[Work instructions] A line belongs in the answer if it contains "Excluded"; copy every such line from the entries below.

*** Data for the task Section Begins ***

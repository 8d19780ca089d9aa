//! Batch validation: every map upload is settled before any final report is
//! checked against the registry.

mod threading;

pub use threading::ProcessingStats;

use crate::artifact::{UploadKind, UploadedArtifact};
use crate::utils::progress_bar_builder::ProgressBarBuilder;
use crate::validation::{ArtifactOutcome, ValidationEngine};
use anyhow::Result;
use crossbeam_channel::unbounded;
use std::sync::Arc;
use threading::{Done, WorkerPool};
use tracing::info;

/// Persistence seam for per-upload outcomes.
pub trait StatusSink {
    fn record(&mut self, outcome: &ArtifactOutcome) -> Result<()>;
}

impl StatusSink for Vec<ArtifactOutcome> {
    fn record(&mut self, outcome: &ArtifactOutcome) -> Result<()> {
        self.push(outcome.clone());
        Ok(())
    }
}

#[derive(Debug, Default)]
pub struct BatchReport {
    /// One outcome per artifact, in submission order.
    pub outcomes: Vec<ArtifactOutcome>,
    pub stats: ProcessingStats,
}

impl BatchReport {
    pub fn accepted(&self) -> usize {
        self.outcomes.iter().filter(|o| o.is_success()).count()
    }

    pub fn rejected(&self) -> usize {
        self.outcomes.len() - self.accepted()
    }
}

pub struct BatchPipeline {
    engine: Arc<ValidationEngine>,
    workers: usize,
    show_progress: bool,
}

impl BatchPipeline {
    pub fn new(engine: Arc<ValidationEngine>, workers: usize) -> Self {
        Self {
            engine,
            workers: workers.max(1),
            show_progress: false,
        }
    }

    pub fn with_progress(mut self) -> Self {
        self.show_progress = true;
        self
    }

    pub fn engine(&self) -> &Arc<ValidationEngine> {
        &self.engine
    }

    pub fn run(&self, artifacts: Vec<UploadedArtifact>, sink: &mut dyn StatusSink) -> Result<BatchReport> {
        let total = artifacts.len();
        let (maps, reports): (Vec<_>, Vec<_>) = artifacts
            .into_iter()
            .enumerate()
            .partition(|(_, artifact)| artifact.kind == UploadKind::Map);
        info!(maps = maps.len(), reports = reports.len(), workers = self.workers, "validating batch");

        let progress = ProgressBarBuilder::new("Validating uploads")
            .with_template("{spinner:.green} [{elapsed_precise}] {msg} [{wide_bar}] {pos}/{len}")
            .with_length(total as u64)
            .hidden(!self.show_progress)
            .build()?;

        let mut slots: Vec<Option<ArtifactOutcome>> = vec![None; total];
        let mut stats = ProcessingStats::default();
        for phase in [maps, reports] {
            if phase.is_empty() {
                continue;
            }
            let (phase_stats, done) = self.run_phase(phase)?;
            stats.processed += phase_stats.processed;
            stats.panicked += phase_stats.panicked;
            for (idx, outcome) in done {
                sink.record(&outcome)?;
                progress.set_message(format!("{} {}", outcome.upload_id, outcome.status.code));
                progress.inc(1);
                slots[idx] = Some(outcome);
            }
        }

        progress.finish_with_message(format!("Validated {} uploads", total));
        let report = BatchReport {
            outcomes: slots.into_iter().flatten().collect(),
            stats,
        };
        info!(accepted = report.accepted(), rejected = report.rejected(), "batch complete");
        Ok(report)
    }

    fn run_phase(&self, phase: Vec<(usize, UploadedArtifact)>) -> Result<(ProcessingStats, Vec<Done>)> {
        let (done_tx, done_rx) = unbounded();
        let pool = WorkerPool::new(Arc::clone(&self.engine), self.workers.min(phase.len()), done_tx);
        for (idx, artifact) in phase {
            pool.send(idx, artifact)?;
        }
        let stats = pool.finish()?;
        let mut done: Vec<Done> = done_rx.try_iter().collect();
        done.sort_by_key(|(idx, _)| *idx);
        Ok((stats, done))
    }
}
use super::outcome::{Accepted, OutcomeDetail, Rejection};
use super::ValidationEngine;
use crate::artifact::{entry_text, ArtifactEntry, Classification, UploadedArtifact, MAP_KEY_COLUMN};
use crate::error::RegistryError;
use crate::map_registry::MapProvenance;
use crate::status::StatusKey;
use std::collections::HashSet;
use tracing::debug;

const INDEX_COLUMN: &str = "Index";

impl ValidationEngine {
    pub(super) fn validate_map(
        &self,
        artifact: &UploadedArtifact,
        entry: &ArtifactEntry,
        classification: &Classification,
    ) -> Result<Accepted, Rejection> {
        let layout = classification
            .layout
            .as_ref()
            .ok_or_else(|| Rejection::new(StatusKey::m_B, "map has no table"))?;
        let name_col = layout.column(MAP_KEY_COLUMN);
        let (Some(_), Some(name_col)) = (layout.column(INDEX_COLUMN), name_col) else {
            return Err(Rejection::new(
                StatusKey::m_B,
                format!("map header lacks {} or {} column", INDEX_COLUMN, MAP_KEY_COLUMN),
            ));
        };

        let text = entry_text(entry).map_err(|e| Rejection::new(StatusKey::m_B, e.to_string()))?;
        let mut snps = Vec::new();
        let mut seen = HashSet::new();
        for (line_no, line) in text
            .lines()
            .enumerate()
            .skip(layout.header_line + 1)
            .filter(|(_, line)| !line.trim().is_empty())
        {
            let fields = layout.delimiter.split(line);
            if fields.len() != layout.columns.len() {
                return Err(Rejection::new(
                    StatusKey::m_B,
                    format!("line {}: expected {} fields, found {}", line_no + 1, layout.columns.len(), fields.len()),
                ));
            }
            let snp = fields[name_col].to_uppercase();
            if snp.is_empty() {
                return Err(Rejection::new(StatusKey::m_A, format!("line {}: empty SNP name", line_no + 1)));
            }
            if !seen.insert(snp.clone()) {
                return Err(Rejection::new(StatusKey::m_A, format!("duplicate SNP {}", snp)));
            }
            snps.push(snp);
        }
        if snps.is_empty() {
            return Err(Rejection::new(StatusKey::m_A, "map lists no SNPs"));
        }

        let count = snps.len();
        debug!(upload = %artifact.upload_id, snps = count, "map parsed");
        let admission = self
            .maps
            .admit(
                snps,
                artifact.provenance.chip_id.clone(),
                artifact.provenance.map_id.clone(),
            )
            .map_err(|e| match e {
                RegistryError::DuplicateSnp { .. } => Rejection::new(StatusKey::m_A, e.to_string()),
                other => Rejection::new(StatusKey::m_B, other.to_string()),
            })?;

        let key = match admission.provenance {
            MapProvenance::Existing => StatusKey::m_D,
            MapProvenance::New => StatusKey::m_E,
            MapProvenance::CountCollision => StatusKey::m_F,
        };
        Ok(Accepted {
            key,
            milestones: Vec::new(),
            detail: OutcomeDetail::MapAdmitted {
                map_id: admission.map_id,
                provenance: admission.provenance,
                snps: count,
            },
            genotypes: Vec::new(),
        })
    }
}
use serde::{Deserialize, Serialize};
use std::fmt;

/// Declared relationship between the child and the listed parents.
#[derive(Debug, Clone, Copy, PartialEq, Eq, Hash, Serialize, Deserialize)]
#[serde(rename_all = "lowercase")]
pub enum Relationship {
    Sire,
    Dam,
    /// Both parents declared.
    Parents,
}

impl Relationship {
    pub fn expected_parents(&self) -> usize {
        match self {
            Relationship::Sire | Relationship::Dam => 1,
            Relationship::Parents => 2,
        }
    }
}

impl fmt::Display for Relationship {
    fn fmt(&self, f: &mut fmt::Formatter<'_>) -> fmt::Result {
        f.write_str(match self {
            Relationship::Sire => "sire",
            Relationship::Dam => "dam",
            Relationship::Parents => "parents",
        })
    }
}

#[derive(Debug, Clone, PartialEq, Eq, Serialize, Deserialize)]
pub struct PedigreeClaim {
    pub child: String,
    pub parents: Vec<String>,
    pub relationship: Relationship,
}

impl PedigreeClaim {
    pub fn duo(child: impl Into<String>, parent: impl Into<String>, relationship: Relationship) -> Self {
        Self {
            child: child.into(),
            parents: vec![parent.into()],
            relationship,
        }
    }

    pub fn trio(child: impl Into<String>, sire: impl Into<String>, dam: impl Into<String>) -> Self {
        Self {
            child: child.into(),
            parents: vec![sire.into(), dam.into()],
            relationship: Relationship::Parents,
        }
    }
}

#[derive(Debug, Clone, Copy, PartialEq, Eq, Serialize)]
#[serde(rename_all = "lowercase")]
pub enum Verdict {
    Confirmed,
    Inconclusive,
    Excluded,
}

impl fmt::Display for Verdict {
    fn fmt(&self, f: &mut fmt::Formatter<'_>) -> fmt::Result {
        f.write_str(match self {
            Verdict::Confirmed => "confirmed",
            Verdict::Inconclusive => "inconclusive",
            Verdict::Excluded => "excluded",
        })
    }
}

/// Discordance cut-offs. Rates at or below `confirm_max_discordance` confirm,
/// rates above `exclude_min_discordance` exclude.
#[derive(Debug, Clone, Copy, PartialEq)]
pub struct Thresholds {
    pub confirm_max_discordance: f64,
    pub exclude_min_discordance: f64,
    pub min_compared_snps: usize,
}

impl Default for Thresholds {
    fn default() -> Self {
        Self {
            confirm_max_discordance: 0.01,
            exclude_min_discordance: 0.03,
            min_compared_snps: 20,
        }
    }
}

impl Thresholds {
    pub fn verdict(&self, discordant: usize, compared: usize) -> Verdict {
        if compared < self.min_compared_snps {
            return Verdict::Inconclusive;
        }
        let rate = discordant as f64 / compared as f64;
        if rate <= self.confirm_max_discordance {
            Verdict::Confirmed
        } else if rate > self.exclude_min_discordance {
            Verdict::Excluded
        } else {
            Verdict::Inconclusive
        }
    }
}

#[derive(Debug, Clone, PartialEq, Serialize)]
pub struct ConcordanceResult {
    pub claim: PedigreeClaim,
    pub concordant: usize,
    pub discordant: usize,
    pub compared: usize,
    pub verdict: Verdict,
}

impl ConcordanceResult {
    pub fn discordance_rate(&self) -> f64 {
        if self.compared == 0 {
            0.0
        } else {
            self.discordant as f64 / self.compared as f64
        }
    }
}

*** Data for the task Section Ends ***

[Result for this task]
    Excluded,
            Verdict::Excluded => "excluded",
            Verdict::Excluded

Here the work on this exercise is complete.